Information provided Start Marker

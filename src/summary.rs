use std::collections::BTreeSet;
use std::fmt;

use midi_core::{MidiFile, Track};
use serde::Serialize;

#[derive(Debug, Serialize)]
pub struct TrackSummary {
    pub index: usize,
    pub name: Option<String>,
    pub events: usize,
    pub notes: usize,
    /// Tick of the last event
    pub length: u32,
    pub channels: Vec<u8>,
    pub end_of_track: bool,
}

impl TrackSummary {
    fn new(index: usize, track: &Track) -> Self {
        let channels: BTreeSet<u8> = track.iter().filter_map(|e| e.event.channel()).collect();
        Self {
            index,
            name: track.name(),
            events: track.len(),
            notes: track.note_on_count(),
            length: track.length(),
            channels: channels.into_iter().collect(),
            end_of_track: track.ends_with_end_of_track(),
        }
    }
}

#[derive(Debug, Serialize)]
pub struct FileSummary {
    pub format: u16,
    pub division: u16,
    /// Track count declared by the header
    pub track_count: usize,
    pub tracks: Vec<TrackSummary>,
    /// Tracks dropped while parsing
    pub skipped: Vec<String>,
}

impl FileSummary {
    pub fn new(file: &MidiFile) -> Self {
        Self {
            format: file.format.as_u16(),
            division: file.division,
            track_count: file.track_count,
            tracks: file
                .indexed_tracks()
                .map(|(index, track)| TrackSummary::new(index, track))
                .collect(),
            skipped: file.track_errors.iter().map(ToString::to_string).collect(),
        }
    }
}

impl fmt::Display for FileSummary {
    fn fmt(&self, f: &mut fmt::Formatter<'_>) -> fmt::Result {
        writeln!(
            f,
            "Format: {}, Tracks: {}, Division: {}",
            self.format,
            self.track_count,
            self.division
        )?;

        for track in &self.tracks {
            let channels = track
                .channels
                .iter()
                .map(|c| c.to_string())
                .collect::<Vec<_>>()
                .join(",");
            writeln!(
                f,
                "  Track {}: {} events, {} notes, {} ticks, channels [{}]{}{}",
                track.index,
                track.events,
                track.notes,
                track.length,
                channels,
                track
                    .name
                    .as_deref()
                    .map(|name| format!(", name {:?}", name))
                    .unwrap_or_default(),
                if track.end_of_track { "" } else { ", no end-of-track" }
            )?;
        }

        for skipped in &self.skipped {
            writeln!(f, "  Skipped {}", skipped)?;
        }
        Ok(())
    }
}
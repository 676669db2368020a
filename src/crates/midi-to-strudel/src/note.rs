const NOTE_NAMES: [&str; 12] = [
    "c", "db", "d", "eb", "e", "f", "gb", "g", "ab", "a", "bb", "b",
];

/// Convert a MIDI note number to a Strudel note name (e.g., "c4", "eb5")
pub fn note_num_to_str(note_num: u8) -> String {
    let note_name = NOTE_NAMES[(note_num % 12) as usize];
    let octave = (note_num / 12) as i32 - 1;

    format!("{}{}", note_name, octave)
}
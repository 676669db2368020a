use std::path::{Path, PathBuf};

use serde::{Deserialize, Serialize};
use thiserror::Error;

use crate::grid::{GridReducer, ReductionPolicy};
use crate::output::{Layout, SymbolicEncoder};

#[derive(Debug, Error)]
pub enum ConfigError {
    #[error("Failed to read config {}", path.display())]
    Read {
        path: PathBuf,
        #[source]
        source: std::io::Error,
    },
    #[error("Invalid config {}: {source}", path.display())]
    Parse {
        path: PathBuf,
        #[source]
        source: serde_json::Error,
    },
}

/// Conversion settings, loadable from a JSON file.
///
/// Missing fields take their defaults, so `{}` is a valid config.
#[derive(Debug, Clone, PartialEq, Serialize, Deserialize)]
#[serde(default)]
pub struct ConvertConfig {
    /// Grid cells per quarter note (4 = sixteenth notes)
    pub cells_per_quarter: u32,
    /// Cells per output line
    pub bar_cells: usize,
    /// Sequences must be longer than this many cells to be printed
    pub min_cells: usize,
    pub layout: Layout,
    pub policy: ReductionPolicy,
}

impl Default for ConvertConfig {
    fn default() -> Self {
        Self {
            cells_per_quarter: 4,
            bar_cells: 16,
            min_cells: 0,
            layout: Layout::Strudel,
            policy: ReductionPolicy::default(),
        }
    }
}

impl ConvertConfig {
    pub fn from_file(path: &Path) -> Result<Self, ConfigError> {
        let text = std::fs::read_to_string(path).map_err(|source| ConfigError::Read {
            path: path.to_path_buf(),
            source,
        })?;
        serde_json::from_str(&text).map_err(|source| ConfigError::Parse {
            path: path.to_path_buf(),
            source,
        })
    }

    pub fn reducer(&self, division: u16) -> GridReducer {
        GridReducer::for_division(division, self.cells_per_quarter, self.policy)
    }

    pub fn encoder(&self) -> SymbolicEncoder {
        SymbolicEncoder::new(self.bar_cells, self.min_cells, self.layout)
    }
}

Information provided End Marker

▶ [Exercise aim] Using the entries, count the lines that hold the string "SymbolicEncoder"; nothing but the number is needed.

▶ [Answer to the problem] 3